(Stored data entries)
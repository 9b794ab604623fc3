//! Connection lifecycle state.
//!
//! The connection task is the only writer; handles and UI code observe the
//! state through a `watch` channel so a status indicator can always be derived.

use tokio::sync::watch;

/// Lifecycle state of the client session.
#[derive(Debug, Clone, Copy, PartialEq, Eq, Hash)]
pub enum ConnectionState {
    /// Not connected to the server
    Disconnected,
    /// Attempting to establish connection
    Connecting,
    /// Successfully connected
    Connected,
    /// Connection lost, waiting for the next reconnect attempt
    Reconnecting,
    /// Connection failed (max retries exceeded)
    Failed,
}

impl ConnectionState {
    pub fn as_str(&self) -> &'static str {
        match self {
            ConnectionState::Disconnected => "disconnected",
            ConnectionState::Connecting => "connecting",
            ConnectionState::Connected => "connected",
            ConnectionState::Reconnecting => "reconnecting",
            ConnectionState::Failed => "failed",
        }
    }
}

impl std::fmt::Display for ConnectionState {
    fn fmt(&self, f: &mut std::fmt::Formatter<'_>) -> std::fmt::Result {
        f.write_str(self.as_str())
    }
}

/// Observable connection state for UI binding.
///
/// Multiple observers can share the same underlying state.
#[derive(Clone)]
pub struct ConnectionStateObserver {
    state: watch::Receiver<ConnectionState>,
}

impl ConnectionStateObserver {
    pub fn new(state: watch::Receiver<ConnectionState>) -> Self {
        Self { state }
    }

    /// Get the current connection state.
    pub fn state(&self) -> ConnectionState {
        *self.state.borrow()
    }

    /// Check if currently connected.
    pub fn is_connected(&self) -> bool {
        self.state() == ConnectionState::Connected
    }

    /// Wait until the state satisfies `predicate`.
    ///
    /// Returns `None` if the connection task has shut down first.
    pub async fn wait_for(
        &mut self,
        mut predicate: impl FnMut(ConnectionState) -> bool,
    ) -> Option<ConnectionState> {
        self.state
            .wait_for(|state| predicate(*state))
            .await
            .ok()
            .map(|state| *state)
    }
}

#[cfg(test)]
mod tests {
    use super::*;

    #[tokio::test]
    async fn test_observer_follows_sender() {
        let (tx, rx) = watch::channel(ConnectionState::Disconnected);
        let mut observer = ConnectionStateObserver::new(rx);
        assert!(!observer.is_connected());

        tx.send_replace(ConnectionState::Connected);
        assert_eq!(
            observer.wait_for(|s| s == ConnectionState::Connected).await,
            Some(ConnectionState::Connected)
        );
        assert!(observer.is_connected());

        drop(tx);
        assert_eq!(
            observer.wait_for(|s| s == ConnectionState::Failed).await,
            None
        );
    }
}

Exercise instructions
Every entry must be retyped in full, exactly as given.

Response
repository 9b794ab604623fc3
//! Connection lifecycle state.
//!
//! The connection task is the only writer; handles and UI code observe the
//! state through a `watch` channel so a status indicator can always be derived.

use tokio::sync::watch;

/// Lifecycle state of the client session.
#[derive(Debug, Clone, Copy, PartialEq, Eq, Hash)]
pub enum ConnectionState {
    /// Not connected to the server
    Disconnected,
    /// Attempting to establish connection
    Connecting,
    /// Successfully connected
    Connected,
    /// Connection lost, waiting for the next reconnect attempt
    Reconnecting,
    /// Connection failed (max retries exceeded)
    Failed,
}

impl ConnectionState {
    pub fn as_str(&self) -> &'static str {
        match self {
            ConnectionState::Disconnected => "disconnected",
            ConnectionState::Connecting => "connecting",
            ConnectionState::Connected => "connected",
            ConnectionState::Reconnecting => "reconnecting",
            ConnectionState::Failed => "failed",
        }
    }
}

impl std::fmt::Display for ConnectionState {
    fn fmt(&self, f: &mut std::fmt::Formatter<'_>) -> std::fmt::Result {
        f.write_str(self.as_str())
    }
}

/// Observable connection state for UI binding.
///
/// Multiple observers can share the same underlying state.
#[derive(Clone)]
pub struct ConnectionStateObserver {
    state: watch::Receiver<ConnectionState>,
}

impl ConnectionStateObserver {
    pub fn new(state: watch::Receiver<ConnectionState>) -> Self {
        Self { state }
    }

    /// Get the current connection state.
    pub fn state(&self) -> ConnectionState {
        *self.state.borrow()
    }

    /// Check if currently connected.
    pub fn is_connected(&self) -> bool {
        self.state() == ConnectionState::Connected
    }

    /// Wait until the state satisfies `predicate`.
    ///
    /// Returns `None` if the connection task has shut down first.
    pub async fn wait_for(
        &mut self,
        mut predicate: impl FnMut(ConnectionState) -> bool,
    ) -> Option<ConnectionState> {
        self.state
            .wait_for(|state| predicate(*state))
            .await
            .ok()
            .map(|state| *state)
    }
}

#[cfg(test)]
mod tests {
    use super::*;

    #[tokio::test]
    async fn test_observer_follows_sender() {
        let (tx, rx) = watch::channel(ConnectionState::Disconnected);
        let mut observer = ConnectionStateObserver::new(rx);
        assert!(!observer.is_connected());

        tx.send_replace(ConnectionState::Connected);
        assert_eq!(
            observer.wait_for(|s| s == ConnectionState::Connected).await,
            Some(ConnectionState::Connected)
        );
        assert!(observer.is_connected());

        drop(tx);
        assert_eq!(
            observer.wait_for(|s| s == ConnectionState::Failed).await,
            None
        );
    }
}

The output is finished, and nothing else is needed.